Tips for Assessing Your EHR Vendor’s Financial Situation

Posted on February 14, 2009 I Written By

John Lynn is the Founder of the HealthcareScene.com blog network which currently consists of 10 blogs containing over 8000 articles with John having written over 4000 of the articles himself. These EMR and Healthcare IT related articles have been viewed over 16 million times. John also manages Healthcare IT Central and Healthcare IT Today, the leading career Health IT job board and blog. John is co-founder of InfluentialNetworks.com and Physia.com. John is highly involved in social media, and in addition to his blogs can also be found on Twitter: @techguy and @ehrandhit and LinkedIn.

Recognizing and learning how your EHR company is doing financially is usually easier said than done. However, there are often some indicators that should trigger you to look a little harder at the financial stability of your EHR company.  Here’s a list of things you can watch for to assess your EHR company’s financial situation.

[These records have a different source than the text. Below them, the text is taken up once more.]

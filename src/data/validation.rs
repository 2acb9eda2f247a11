use anyhow::{Result, bail};

use crate::domain::PricePoint;
use crate::utils::time_utils::format_date;

/// Boundary checks a series must pass before it reaches the fitting core.
///
/// The core assumes positive prices and strictly increasing dates; it does not
/// check either itself.
pub fn validate_series(series: &[PricePoint]) -> Result<()> {
    for (i, point) in series.iter().enumerate() {
        if !point.has_positive_prices() {
            bail!(
                "Point {} ({}) has a non-positive or non-finite price: o={} h={} l={} c={}",
                i,
                format_date(point.time),
                point.open,
                point.high,
                point.low,
                point.close
            );
        }
        if point.high < point.low {
            bail!(
                "Point {} ({}) has high {} below low {}",
                i,
                format_date(point.time),
                point.high,
                point.low
            );
        }
    }

    if let Some(pair) = series.windows(2).find(|pair| pair[1].time <= pair[0].time) {
        bail!(
            "Series dates must be strictly increasing: {} is followed by {}",
            format_date(pair[0].time),
            format_date(pair[1].time)
        );
    }

    Ok(())
}

#[cfg(test)]
mod tests {
    use super::*;
    use chrono::NaiveDate;

    fn point(day: u32, low: f64, high: f64) -> PricePoint {
        let time = NaiveDate::from_ymd_opt(2022, 9, day).unwrap();
        PricePoint::new(time, low, high, low, high)
    }

    #[test]
    fn accepts_clean_series() {
        let series = vec![point(1, 10.0, 11.0), point(2, 10.5, 12.0), point(5, 9.0, 9.5)];
        assert!(validate_series(&series).is_ok());
        assert!(validate_series(&[]).is_ok());
    }

    #[test]
    fn rejects_non_positive_price() {
        let series = vec![point(1, 10.0, 11.0), point(2, 0.0, 12.0)];
        let err = validate_series(&series).unwrap_err();
        assert!(err.to_string().contains("Point 1 (2022-09-02)"));
    }

    #[test]
    fn rejects_inverted_candle() {
        let mut bad = point(3, 10.0, 11.0);
        bad.high = 9.0;
        let err = validate_series(&[bad]).unwrap_err();
        assert!(err.to_string().contains("below low"));
    }

    #[test]
    fn rejects_duplicate_or_unordered_dates() {
        let dup = vec![point(4, 10.0, 11.0), point(4, 10.0, 11.0)];
        assert!(validate_series(&dup).is_err());

        let backwards = vec![point(9, 10.0, 11.0), point(8, 10.0, 11.0)];
        let err = validate_series(&backwards).unwrap_err();
        assert!(err.to_string().contains("2022-09-09 is followed by 2022-09-08"));
    }
}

  1. Check out the corporate website to see announcements of new EHR sales.
  2. Measure support response times.  A slow down in response might be a bad sign.
  3. Follow your EHR company’s support forums to measure activity and hear from other users of the EHR software.  If no one is getting their support requests answered (see 2), then that’s a bad sign.
  4. Stay familiar with the sales and support people at your EHR company.  A mass exodus might be a sign.
  5. Ask your EHR vendor.  I always love open transparent communication.  It can do amazing things.
  6. Watch conferences your EHR vendor normally attends.  Not attending one conference might just be a change in marketing.  Not attending any conferences might be an indication something’s going on.
  7. Ask about your EHR companies online at places like EMRUpdate.  Not only could you hear from other users, but most EHR companies don’t like bad PR and reply to public requests in a more timely manner.

None of these are fool proof methods.  However, seeing a number of these together should cause you to investigate a little further.  As I’ve seen in a number of different software companies, the company usually gets really quiet before it fails.  Occassionally a company has so much business that it stops communicating and responding.  However, most companies that are doing well love to show off their successes.  

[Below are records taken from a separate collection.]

use crate::domain::{PricePoint, SwingLow};
use crate::models::{CurvePoint, FitParams, FitResult};
use crate::utils::maths_utils::{build_normal_equations, r_squared, solve_linear_system};

use super::{series_day_offsets, support_day_offsets};

/// Least-squares polynomial of `degree` through the support lows, in price space.
///
/// Time is normalised to `x = days / max_days` over the full series. A series
/// spanning zero days maps every x to 0. Curve values are clamped at 0; r2 is
/// measured on the support points against the unclamped polynomial.
pub fn polynomial(support_points: &[SwingLow], series: &[PricePoint], degree: usize) -> FitResult {
    let degree = degree.max(1);

    let series_days = series_day_offsets(series);
    let max_days = series_days.last().copied().unwrap_or(0.0);
    let normalise = |d: f64| if max_days > 0.0 { d / max_days } else { 0.0 };

    let xs: Vec<f64> = support_day_offsets(support_points, series)
        .into_iter()
        .map(normalise)
        .collect();
    let ys: Vec<f64> = support_points.iter().map(|s| s.low).collect();

    // Vandermonde rows [1, x, x², ..., x^degree]
    let design: Vec<Vec<f64>> = xs.iter().map(|&x| powers(x, degree)).collect();
    let coefficients = if design.is_empty() {
        vec![0.0; degree + 1]
    } else {
        let (xtx, xty) = build_normal_equations(&design, &ys);
        solve_linear_system(&xtx, &xty)
    };

    let predicted: Vec<f64> = xs.iter().map(|&x| horner(&coefficients, x)).collect();
    let r2 = r_squared(&ys, &predicted);

    let curve = series
        .iter()
        .zip(series_days)
        .map(|(point, days)| CurvePoint {
            time: point.time,
            value: horner(&coefficients, normalise(days)).max(0.0),
        })
        .collect();

    FitResult {
        curve,
        params: FitParams::Polynomial {
            degree,
            coefficients,
        },
        r2: Some(r2),
        name: format!("Polynomial (degree {})", degree),
    }
}

fn powers(x: f64, degree: usize) -> Vec<f64> {
    std::iter::successors(Some(1.0), |p| Some(p * x))
        .take(degree + 1)
        .collect()
}

/// Evaluates `Σ coefficients[j] * x^j`.
fn horner(coefficients: &[f64], x: f64) -> f64 {
    coefficients.iter().rev().fold(0.0, |acc, &c| acc * x + c)
}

Don’t think this is all doom and gloom.  Look at this more like a wake up call.  Are you prepared if something like this happens?  Is your contract such that you can still use the EHR if your EHR company does fail?  Who owns the data in your EHR?  Have you created a backup plan if something like this happens?

There are a lot of options available, but you have to plan for it.  Make it part of your disaster recovery policies and if something like this happens to your EHR company you’ll be prepared and not fear.